Work to complete:
I need each line of the entries below that includes the string "allProjects".
+ + + + + + +
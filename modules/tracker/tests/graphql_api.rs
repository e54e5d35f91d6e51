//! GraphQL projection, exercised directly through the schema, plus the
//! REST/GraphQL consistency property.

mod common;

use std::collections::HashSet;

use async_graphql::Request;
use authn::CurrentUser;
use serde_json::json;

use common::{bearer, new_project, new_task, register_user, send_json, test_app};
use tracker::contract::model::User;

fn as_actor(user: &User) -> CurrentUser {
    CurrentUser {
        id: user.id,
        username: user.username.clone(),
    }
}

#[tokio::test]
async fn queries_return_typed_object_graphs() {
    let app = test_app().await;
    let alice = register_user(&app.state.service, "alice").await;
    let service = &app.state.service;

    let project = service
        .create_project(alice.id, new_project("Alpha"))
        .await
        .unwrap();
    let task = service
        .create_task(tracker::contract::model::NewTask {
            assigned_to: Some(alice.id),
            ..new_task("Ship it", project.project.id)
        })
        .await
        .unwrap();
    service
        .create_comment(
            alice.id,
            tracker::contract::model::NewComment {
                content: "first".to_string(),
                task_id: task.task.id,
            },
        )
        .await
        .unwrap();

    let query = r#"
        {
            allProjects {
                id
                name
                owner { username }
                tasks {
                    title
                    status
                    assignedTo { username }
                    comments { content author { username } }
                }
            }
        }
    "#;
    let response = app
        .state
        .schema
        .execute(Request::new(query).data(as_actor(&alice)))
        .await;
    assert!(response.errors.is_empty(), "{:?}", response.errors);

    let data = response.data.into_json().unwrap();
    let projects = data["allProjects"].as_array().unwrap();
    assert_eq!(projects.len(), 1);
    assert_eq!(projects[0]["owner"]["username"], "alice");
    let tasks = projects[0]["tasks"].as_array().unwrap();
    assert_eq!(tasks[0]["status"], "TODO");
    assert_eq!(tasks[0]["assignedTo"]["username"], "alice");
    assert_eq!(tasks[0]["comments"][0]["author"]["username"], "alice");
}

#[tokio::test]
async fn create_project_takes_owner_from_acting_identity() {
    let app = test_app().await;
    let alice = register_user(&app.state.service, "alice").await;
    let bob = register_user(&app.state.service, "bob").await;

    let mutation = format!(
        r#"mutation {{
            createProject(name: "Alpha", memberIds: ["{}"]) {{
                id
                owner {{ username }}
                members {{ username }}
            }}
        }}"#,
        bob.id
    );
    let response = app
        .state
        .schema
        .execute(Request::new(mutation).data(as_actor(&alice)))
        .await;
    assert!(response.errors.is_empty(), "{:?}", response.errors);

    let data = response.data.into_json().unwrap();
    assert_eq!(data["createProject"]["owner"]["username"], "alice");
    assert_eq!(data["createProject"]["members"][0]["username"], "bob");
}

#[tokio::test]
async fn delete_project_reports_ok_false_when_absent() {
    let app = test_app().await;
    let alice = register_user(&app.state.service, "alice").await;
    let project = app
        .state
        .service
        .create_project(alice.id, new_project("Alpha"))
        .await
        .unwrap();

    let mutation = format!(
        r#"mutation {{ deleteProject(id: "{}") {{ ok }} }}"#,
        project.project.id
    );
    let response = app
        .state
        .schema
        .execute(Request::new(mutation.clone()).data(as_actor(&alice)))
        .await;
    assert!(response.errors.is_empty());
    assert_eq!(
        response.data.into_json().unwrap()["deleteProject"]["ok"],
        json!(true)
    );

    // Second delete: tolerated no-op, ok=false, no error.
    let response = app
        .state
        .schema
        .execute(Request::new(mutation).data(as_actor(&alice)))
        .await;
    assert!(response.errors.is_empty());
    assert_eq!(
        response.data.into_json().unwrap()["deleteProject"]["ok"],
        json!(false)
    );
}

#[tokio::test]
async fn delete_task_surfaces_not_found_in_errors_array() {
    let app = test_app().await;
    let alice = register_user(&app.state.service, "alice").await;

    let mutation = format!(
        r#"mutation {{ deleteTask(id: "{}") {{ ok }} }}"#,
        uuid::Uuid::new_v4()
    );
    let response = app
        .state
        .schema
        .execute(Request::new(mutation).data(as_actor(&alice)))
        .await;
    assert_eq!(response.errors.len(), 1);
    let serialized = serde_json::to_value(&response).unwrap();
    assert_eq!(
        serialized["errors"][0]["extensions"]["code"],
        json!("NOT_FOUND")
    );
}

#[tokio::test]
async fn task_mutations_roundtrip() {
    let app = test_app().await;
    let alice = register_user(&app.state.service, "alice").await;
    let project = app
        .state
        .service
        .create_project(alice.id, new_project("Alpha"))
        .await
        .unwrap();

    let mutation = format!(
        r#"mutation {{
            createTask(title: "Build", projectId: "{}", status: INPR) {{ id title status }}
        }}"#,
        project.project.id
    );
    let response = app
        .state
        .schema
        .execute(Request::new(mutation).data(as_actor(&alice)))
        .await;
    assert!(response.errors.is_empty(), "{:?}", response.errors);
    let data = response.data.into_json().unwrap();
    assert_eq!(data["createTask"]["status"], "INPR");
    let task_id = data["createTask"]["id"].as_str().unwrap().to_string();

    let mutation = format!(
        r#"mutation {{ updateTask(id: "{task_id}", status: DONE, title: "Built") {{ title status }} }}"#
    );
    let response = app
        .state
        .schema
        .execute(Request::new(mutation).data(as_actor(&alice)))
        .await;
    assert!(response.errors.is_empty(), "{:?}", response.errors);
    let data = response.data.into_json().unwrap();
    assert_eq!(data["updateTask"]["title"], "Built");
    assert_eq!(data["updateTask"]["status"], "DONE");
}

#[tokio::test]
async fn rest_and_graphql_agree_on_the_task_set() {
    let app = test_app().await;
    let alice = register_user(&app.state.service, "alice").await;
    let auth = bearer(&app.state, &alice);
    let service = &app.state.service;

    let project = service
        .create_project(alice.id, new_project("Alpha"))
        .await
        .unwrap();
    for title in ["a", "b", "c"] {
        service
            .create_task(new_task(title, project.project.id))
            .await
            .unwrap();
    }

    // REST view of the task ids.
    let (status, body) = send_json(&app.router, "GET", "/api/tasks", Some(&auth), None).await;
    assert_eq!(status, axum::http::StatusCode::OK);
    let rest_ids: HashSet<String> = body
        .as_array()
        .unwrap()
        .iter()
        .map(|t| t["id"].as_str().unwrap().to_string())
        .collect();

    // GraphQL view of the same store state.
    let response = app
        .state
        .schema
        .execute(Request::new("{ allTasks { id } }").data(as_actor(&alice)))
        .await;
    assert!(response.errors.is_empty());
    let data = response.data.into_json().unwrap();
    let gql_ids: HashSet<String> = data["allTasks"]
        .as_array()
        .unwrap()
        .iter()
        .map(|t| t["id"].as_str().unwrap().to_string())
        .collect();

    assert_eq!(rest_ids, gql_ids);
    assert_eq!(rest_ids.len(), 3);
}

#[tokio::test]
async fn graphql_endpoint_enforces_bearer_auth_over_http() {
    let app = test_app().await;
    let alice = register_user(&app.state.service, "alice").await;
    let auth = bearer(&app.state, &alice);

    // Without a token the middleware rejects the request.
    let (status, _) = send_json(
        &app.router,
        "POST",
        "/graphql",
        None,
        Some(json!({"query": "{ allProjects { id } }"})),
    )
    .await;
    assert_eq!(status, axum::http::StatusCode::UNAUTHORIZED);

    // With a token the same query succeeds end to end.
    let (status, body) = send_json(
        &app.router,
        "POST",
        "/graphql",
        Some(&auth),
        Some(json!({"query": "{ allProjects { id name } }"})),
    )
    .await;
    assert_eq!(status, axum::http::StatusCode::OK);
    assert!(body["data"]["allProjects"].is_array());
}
+ + + + + + +
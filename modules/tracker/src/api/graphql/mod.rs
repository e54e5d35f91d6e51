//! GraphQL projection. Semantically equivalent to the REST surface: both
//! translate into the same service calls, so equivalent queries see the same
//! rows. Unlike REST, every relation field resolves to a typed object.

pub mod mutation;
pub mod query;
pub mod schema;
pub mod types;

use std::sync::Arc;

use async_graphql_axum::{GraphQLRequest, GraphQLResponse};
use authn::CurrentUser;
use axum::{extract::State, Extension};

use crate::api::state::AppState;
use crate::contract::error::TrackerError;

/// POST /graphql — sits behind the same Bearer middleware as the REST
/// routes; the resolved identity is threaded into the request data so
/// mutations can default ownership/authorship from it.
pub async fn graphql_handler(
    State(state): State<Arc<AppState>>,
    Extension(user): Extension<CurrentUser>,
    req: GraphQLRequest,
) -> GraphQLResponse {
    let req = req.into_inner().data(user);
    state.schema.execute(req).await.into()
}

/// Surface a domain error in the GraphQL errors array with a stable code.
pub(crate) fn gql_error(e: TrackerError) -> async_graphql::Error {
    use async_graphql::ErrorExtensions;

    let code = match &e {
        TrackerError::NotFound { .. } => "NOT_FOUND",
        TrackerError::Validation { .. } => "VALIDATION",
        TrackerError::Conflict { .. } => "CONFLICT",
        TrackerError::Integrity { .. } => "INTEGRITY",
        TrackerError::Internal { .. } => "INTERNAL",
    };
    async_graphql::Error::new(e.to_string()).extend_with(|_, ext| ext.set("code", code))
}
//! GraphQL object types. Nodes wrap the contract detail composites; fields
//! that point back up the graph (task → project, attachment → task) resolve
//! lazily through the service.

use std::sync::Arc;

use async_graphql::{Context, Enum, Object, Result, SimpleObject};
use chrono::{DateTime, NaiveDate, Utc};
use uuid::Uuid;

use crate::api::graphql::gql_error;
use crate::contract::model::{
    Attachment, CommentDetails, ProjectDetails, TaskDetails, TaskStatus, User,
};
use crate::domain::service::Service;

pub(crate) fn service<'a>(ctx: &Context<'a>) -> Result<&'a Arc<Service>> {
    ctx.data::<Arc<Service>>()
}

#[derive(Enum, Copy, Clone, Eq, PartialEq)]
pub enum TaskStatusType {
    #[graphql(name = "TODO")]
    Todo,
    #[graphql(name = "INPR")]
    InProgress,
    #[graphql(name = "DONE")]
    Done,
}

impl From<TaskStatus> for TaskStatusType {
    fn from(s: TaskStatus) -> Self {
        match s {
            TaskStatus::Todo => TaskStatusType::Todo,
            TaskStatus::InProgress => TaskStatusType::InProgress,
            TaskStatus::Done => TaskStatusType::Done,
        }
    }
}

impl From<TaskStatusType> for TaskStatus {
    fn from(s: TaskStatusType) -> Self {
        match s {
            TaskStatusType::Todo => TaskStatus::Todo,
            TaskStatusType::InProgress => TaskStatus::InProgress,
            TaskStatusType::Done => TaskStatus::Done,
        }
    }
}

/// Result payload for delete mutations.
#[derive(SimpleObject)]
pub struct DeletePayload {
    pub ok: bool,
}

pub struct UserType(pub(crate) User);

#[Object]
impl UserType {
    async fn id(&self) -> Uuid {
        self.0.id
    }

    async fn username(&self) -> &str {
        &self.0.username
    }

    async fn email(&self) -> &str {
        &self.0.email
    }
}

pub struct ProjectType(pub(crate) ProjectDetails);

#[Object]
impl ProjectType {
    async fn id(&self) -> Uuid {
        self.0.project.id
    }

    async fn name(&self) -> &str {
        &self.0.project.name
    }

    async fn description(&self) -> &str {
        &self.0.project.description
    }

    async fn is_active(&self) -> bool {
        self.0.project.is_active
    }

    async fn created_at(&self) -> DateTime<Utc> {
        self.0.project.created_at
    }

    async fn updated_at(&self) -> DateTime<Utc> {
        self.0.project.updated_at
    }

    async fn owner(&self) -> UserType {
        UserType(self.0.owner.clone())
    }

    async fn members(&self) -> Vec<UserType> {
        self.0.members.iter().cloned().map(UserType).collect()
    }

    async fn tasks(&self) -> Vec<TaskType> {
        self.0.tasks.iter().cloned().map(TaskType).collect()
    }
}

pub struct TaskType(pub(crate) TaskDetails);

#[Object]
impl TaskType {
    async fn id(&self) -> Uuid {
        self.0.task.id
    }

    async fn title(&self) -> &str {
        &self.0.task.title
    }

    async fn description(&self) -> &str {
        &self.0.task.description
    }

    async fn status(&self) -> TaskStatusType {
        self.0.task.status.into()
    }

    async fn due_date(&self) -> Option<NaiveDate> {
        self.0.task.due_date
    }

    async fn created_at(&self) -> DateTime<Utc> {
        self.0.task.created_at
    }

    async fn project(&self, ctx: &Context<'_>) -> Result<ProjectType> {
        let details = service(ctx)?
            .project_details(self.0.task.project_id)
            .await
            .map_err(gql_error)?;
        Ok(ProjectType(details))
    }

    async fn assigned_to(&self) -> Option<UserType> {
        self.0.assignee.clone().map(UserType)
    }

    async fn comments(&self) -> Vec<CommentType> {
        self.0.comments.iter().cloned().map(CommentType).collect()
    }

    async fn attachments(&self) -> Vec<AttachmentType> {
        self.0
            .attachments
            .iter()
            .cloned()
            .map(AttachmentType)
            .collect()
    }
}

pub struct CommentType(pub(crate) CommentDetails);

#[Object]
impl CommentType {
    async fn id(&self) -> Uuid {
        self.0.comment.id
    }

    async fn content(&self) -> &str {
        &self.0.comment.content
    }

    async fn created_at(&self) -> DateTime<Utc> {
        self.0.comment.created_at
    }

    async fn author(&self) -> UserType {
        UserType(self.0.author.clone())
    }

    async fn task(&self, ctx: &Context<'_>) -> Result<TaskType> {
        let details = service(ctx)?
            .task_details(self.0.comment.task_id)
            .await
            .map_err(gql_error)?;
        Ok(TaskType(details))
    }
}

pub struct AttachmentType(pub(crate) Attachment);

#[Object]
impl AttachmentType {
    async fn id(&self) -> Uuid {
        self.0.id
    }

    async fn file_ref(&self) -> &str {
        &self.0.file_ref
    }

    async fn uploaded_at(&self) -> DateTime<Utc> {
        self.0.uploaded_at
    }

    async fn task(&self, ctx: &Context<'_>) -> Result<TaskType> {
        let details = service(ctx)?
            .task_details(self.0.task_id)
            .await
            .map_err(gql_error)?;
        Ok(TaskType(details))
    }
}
+ + + + + + +
Solution:
            allProjects {
    let projects = data["allProjects"].as_array().unwrap();
        Some(json!({"query": "{ allProjects { id } }"})),
        Some(json!({"query": "{ allProjects { id name } }"})),
    assert!(body["data"]["allProjects"].is_array());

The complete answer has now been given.